Chapter 9 · Part 4

A neuron & a tiny network

In Chapter 8 we said the weights of a filter can be learned rather than designed. But learned how, and by what? The answer is a machine built from one tiny, endlessly-repeated part: the artificial neuron.

A neuron does something almost embarrassingly simple. It takes a few numbers in, multiplies each by a weight, adds them up, adds one more number called the bias, and squashes the result into a tidy output. That's it. Stack enough of them and you get a network that can recognise a cat.

Scroll to feed three features into a single neuron and watch it decide.

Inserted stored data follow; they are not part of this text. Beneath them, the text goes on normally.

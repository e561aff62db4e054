//! Which sessions are currently dispatching, and under which correlation id.

use std::sync::Arc;

use caco_core::{Clock, CorrelationId};
use dashmap::DashMap;
use metrics::gauge;
use serde::{Deserialize, Serialize};
use tracing::debug;

/// One in-flight dispatch.
#[derive(Clone, Debug, PartialEq, Eq, Serialize, Deserialize)]
#[serde(rename_all = "camelCase")]
pub struct DispatchRecord {
    /// Flow this dispatch belongs to.
    pub correlation_id: CorrelationId,
    /// Epoch milliseconds at `start`.
    pub started_at_ms: i64,
}

/// `session -> DispatchRecord`.
///
/// A session is busy exactly when it has a record, so the busy flag and the
/// correlation id can never disagree.
pub struct DispatchState {
    records: DashMap<String, DispatchRecord>,
    clock: Arc<dyn Clock>,
}

impl DispatchState {
    /// Empty state.
    pub fn new(clock: Arc<dyn Clock>) -> Self {
        Self {
            records: DashMap::new(),
            clock,
        }
    }

    /// Record a dispatch for `session_id`, replacing any prior record.
    pub fn start(&self, session_id: &str, correlation_id: CorrelationId) {
        let record = DispatchRecord {
            correlation_id,
            started_at_ms: self.clock.now_ms(),
        };
        debug!(session_id, correlation_id = %record.correlation_id, "dispatch started");
        let _ = self.records.insert(session_id.to_owned(), record);
        self.update_gauge();
    }

    /// Drop the record for `session_id`. No-op if absent.
    pub fn end(&self, session_id: &str) {
        if let Some((_, record)) = self.records.remove(session_id) {
            debug!(
                session_id,
                correlation_id = %record.correlation_id,
                elapsed_ms = self.clock.now_ms() - record.started_at_ms,
                "dispatch ended"
            );
            self.update_gauge();
        }
    }

    /// Whether `session_id` is dispatching.
    pub fn is_busy(&self, session_id: &str) -> bool {
        self.records.contains_key(session_id)
    }

    /// Correlation id of the active dispatch.
    pub fn correlation_id(&self, session_id: &str) -> Option<CorrelationId> {
        self.records.get(session_id).map(|r| r.correlation_id.clone())
    }

    /// Full record of the active dispatch.
    pub fn dispatch(&self, session_id: &str) -> Option<DispatchRecord> {
        self.records.get(session_id).map(|r| r.clone())
    }

    /// Whether any session is dispatching under `correlation_id`.
    pub fn has_correlation(&self, correlation_id: &CorrelationId) -> bool {
        self.records.iter().any(|r| r.correlation_id == *correlation_id)
    }

    /// Number of sessions dispatching.
    pub fn active_count(&self) -> usize {
        self.records.len()
    }

    fn update_gauge(&self) {
        gauge!(crate::metrics::DISPATCHES_ACTIVE).set(self.records.len() as f64);
    }
}

#[cfg(test)]
mod tests {
    use super::*;
    use caco_core::ManualClock;

    fn state() -> (Arc<ManualClock>, DispatchState) {
        let clock = Arc::new(ManualClock::new(5_000));
        let state = DispatchState::new(clock.clone());
        (clock, state)
    }

    #[test]
    fn start_records_correlation_and_time() {
        let (_clock, state) = state();
        state.start("A", CorrelationId::from_raw("c1"));

        assert!(state.is_busy("A"));
        assert_eq!(state.correlation_id("A").unwrap().as_str(), "c1");
        assert_eq!(
            state.dispatch("A").unwrap(),
            DispatchRecord {
                correlation_id: CorrelationId::from_raw("c1"),
                started_at_ms: 5_000,
            }
        );
    }

    #[test]
    fn start_overwrites_prior_record() {
        let (clock, state) = state();
        state.start("A", CorrelationId::from_raw("c1"));
        clock.advance(100);
        state.start("A", CorrelationId::from_raw("c2"));

        let record = state.dispatch("A").unwrap();
        assert_eq!(record.correlation_id.as_str(), "c2");
        assert_eq!(record.started_at_ms, 5_100);
        assert_eq!(state.active_count(), 1);
    }

    #[test]
    fn end_is_idempotent() {
        let (_clock, state) = state();
        state.start("A", CorrelationId::from_raw("c1"));
        state.end("A");
        state.end("A");
        state.end("never-started");
        assert!(!state.is_busy("A"));
        assert_eq!(state.active_count(), 0);
    }

    #[test]
    fn busy_iff_correlation_id() {
        let (_clock, state) = state();
        state.start("A", CorrelationId::from_raw("c1"));
        state.start("B", CorrelationId::from_raw("c2"));
        state.end("B");

        for session in ["A", "B", "C"] {
            assert_eq!(state.is_busy(session), state.correlation_id(session).is_some());
            assert_eq!(state.is_busy(session), state.dispatch(session).is_some());
        }
    }

    #[test]
    fn has_correlation_tracks_live_dispatches() {
        let (_clock, state) = state();
        let flow = CorrelationId::from_raw("c1");
        state.start("A", flow.clone());
        state.start("B", flow.clone());
        assert!(state.has_correlation(&flow));
        assert!(!state.has_correlation(&CorrelationId::from_raw("c2")));

        state.end("A");
        assert!(state.has_correlation(&flow));
        state.end("B");
        assert!(!state.has_correlation(&flow));
    }

    #[test]
    fn record_serializes_camel_case() {
        let record = DispatchRecord {
            correlation_id: CorrelationId::from_raw("c1"),
            started_at_ms: 42,
        };
        let json = serde_json::to_value(&record).unwrap();
        assert_eq!(json["correlationId"], "c1");
        assert_eq!(json["startedAtMs"], 42);
    }
}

Three features arrive — an edge, a blob, a brightness reading — each just a number.

scroll

Weights, bias, activation

Every neuron is the same three-step recipe:

  • Weights decide how much each input matters — and the sign decides whether it argues for or against. A big positive weight on "edge" means edges make me more likely to fire.
  • Bias shifts the whole decision up or down — a neuron's default leaning before any input arrives.
  • Activation is the squash at the end. Without it, a stack of neurons would collapse into one big linear formula; the non-linear kink is what lets networks learn curved, complicated boundaries.

This is the same dot product as before

Look closely at Σ wᵢxᵢweights times inputs, summed. That's exactly the operation a convolution kernel does over a patch of pixels in Chapter 5. A neuron and a kernel are the same multiply- and-add machine; the only difference is what they're wired to.

That's the bridge to the next chapter: a convolutional neuron is just a neuron whose inputs are a little window of the image, reused at every position.

neuron.py — multiply, add, squash
import numpy as np

def neuron(x, w, b):
  z = np.dot(w, x) + b      # weighted sum + bias
  return 1 / (1 + np.exp(-z))  # sigmoid activation

x = np.array([0.9, 0.3, 0.6])   # edge, blob, brightness
w = np.array([1.3, -0.9, 0.6])  # learned weights
print(neuron(x, w, -0.2))       # -> a single number in (0, 1)

From one neuron to a network

A single neuron draws one straight line through the data — useful, but limited. The power comes from layers: the outputs of one layer of neurons become the inputs of the next. Early layers detect simple things; later layers combine those into complex things.

We still have two questions open. First: how do all those weights get set? That's training, and it's Chapter 12. Second: how do we wire neurons to images without drowning in 120,000 inputs? That's the convolutional network — next.